#### Your task
Please state how many lines of the records hold the string "System", giving nothing but the number.

───── Extracted information ─────

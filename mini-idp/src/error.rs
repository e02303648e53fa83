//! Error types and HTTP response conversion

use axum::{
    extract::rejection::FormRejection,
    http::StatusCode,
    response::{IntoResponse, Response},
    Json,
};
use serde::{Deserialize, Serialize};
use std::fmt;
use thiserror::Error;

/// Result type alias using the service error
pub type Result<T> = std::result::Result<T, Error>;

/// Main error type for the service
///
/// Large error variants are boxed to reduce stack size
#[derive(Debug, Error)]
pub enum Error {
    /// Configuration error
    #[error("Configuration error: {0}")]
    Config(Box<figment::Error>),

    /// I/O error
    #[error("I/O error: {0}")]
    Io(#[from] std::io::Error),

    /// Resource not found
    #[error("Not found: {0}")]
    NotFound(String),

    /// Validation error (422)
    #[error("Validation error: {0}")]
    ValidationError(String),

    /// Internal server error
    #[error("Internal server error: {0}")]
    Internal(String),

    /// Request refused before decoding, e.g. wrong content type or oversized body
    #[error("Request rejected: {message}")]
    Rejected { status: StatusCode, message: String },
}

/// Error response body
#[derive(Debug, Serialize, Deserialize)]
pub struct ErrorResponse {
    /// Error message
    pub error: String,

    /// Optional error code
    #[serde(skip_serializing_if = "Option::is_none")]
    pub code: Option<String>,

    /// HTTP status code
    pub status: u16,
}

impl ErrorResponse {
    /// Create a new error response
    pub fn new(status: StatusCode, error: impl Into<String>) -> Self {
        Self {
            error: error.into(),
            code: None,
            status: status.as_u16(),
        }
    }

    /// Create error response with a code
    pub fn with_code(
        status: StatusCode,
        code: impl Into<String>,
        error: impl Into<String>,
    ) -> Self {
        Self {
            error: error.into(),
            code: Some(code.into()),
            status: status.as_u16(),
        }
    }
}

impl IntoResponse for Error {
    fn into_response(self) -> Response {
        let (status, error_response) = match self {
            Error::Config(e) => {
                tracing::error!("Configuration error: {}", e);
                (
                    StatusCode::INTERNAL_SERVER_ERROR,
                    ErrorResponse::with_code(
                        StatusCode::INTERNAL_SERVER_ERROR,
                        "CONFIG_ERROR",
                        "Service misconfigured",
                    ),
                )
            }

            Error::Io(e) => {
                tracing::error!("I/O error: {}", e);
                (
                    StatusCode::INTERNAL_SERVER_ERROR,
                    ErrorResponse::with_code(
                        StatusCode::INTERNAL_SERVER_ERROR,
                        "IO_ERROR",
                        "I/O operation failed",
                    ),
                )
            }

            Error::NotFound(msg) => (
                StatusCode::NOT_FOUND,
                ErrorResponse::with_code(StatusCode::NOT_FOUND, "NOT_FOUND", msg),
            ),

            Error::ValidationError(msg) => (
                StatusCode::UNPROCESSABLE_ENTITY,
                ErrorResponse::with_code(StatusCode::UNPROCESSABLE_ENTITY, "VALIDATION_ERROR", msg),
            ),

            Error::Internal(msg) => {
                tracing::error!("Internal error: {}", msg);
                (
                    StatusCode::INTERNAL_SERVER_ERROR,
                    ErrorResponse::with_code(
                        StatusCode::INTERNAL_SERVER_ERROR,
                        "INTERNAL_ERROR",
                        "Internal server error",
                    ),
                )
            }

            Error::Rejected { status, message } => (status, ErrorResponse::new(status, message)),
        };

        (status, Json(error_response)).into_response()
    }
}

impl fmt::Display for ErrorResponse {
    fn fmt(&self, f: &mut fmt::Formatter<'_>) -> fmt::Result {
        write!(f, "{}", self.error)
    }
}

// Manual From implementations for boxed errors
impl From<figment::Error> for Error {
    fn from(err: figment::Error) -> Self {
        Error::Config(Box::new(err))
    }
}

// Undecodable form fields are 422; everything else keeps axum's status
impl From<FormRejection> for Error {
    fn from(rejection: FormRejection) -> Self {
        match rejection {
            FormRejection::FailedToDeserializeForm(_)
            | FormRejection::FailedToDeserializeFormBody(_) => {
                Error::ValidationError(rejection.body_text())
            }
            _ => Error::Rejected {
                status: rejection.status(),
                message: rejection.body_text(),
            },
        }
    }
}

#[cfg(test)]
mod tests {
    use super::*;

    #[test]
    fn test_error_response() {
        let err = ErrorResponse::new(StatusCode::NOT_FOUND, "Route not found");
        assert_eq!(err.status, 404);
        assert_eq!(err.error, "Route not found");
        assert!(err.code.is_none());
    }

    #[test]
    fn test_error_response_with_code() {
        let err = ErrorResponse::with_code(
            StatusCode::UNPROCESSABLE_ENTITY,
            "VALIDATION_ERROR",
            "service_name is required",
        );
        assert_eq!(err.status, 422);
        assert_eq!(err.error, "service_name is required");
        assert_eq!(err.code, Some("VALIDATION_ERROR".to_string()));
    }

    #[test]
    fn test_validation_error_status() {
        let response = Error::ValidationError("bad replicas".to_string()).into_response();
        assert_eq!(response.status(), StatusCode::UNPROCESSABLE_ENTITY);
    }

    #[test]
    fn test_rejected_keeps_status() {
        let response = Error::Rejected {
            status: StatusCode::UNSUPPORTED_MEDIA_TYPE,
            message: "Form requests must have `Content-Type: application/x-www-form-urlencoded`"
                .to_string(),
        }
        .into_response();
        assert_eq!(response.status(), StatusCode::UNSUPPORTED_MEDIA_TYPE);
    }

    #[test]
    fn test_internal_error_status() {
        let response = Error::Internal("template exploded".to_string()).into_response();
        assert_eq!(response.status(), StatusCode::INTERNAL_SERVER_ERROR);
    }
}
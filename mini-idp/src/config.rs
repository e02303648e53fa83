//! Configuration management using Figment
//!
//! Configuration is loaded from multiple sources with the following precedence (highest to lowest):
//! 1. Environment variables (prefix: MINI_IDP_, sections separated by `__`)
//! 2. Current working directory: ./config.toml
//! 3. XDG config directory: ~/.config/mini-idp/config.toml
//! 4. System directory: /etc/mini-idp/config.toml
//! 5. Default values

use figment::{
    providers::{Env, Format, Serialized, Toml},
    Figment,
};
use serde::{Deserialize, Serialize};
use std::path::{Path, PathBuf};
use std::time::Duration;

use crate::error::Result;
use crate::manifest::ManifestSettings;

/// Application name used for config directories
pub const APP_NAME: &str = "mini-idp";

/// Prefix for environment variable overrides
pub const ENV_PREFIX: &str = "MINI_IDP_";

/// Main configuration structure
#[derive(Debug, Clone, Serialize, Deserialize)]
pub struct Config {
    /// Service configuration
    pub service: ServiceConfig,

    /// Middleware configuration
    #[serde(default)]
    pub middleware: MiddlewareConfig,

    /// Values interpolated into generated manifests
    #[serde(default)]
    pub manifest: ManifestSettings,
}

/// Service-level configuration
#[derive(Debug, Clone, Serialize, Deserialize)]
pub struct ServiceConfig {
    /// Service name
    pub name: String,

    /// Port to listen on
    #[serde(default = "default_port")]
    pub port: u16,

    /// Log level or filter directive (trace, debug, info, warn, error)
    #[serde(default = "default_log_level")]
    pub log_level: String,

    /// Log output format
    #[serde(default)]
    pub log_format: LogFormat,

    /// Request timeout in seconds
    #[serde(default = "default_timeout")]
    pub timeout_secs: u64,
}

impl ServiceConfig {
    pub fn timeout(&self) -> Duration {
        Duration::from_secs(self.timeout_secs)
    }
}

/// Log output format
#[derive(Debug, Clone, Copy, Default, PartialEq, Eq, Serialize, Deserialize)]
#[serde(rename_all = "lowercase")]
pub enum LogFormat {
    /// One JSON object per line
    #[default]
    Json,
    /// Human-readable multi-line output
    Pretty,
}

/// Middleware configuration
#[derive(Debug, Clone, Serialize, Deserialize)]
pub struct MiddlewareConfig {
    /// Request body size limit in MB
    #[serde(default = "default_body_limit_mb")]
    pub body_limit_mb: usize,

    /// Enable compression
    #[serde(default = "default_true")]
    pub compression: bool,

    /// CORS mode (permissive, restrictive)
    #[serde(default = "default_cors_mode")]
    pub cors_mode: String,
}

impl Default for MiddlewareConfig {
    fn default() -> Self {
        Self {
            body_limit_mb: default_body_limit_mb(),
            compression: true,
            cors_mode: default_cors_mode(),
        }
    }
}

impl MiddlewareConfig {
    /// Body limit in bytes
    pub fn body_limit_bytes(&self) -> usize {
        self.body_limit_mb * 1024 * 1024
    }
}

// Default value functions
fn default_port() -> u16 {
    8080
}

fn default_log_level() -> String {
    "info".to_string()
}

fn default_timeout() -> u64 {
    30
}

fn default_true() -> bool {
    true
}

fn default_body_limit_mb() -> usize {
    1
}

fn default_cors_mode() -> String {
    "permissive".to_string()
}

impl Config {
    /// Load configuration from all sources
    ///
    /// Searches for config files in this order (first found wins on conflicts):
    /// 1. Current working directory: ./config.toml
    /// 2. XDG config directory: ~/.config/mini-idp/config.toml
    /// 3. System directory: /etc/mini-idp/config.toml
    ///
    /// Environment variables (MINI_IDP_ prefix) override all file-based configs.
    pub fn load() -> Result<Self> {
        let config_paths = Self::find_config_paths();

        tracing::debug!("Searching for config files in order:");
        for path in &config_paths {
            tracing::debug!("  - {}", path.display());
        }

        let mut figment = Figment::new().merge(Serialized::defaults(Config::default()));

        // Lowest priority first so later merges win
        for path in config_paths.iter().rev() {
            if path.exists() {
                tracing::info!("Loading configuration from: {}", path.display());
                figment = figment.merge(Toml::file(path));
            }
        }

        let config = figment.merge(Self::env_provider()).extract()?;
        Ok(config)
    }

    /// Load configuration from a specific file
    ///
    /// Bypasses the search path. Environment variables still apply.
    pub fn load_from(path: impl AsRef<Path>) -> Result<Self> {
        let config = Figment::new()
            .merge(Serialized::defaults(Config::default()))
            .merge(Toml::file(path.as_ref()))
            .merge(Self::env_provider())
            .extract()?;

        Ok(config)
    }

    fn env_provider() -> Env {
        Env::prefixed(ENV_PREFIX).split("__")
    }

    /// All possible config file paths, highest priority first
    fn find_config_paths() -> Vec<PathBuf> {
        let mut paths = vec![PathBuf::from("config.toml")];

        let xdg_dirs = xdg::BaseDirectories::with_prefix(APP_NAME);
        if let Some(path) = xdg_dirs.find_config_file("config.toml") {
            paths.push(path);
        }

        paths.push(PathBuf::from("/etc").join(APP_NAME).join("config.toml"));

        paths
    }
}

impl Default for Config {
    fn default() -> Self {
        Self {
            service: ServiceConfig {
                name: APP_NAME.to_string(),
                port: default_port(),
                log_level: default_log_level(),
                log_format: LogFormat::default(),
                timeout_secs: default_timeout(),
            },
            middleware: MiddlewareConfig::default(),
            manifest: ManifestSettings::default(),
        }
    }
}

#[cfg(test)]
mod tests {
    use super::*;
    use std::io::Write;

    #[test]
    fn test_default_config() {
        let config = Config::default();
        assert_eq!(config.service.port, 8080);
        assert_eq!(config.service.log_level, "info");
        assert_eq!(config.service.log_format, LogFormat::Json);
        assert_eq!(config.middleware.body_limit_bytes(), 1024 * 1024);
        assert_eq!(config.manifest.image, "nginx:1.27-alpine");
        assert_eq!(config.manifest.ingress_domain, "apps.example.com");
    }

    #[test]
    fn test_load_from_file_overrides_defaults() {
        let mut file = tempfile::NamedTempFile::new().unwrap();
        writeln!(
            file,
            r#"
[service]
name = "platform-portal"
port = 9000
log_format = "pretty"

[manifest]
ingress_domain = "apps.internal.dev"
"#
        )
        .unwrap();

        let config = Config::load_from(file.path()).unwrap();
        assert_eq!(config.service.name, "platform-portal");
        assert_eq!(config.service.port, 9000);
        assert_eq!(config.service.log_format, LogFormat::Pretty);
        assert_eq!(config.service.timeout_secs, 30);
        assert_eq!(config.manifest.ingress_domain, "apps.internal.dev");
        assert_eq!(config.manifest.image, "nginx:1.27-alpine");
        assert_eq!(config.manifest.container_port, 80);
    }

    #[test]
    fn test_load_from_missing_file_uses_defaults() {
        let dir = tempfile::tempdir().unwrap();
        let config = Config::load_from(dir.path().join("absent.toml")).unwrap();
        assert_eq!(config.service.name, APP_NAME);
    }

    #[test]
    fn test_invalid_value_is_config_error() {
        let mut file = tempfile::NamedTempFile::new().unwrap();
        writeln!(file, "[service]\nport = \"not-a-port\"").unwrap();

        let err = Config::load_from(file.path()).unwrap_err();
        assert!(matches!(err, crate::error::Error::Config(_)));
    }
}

─────

#### Response
2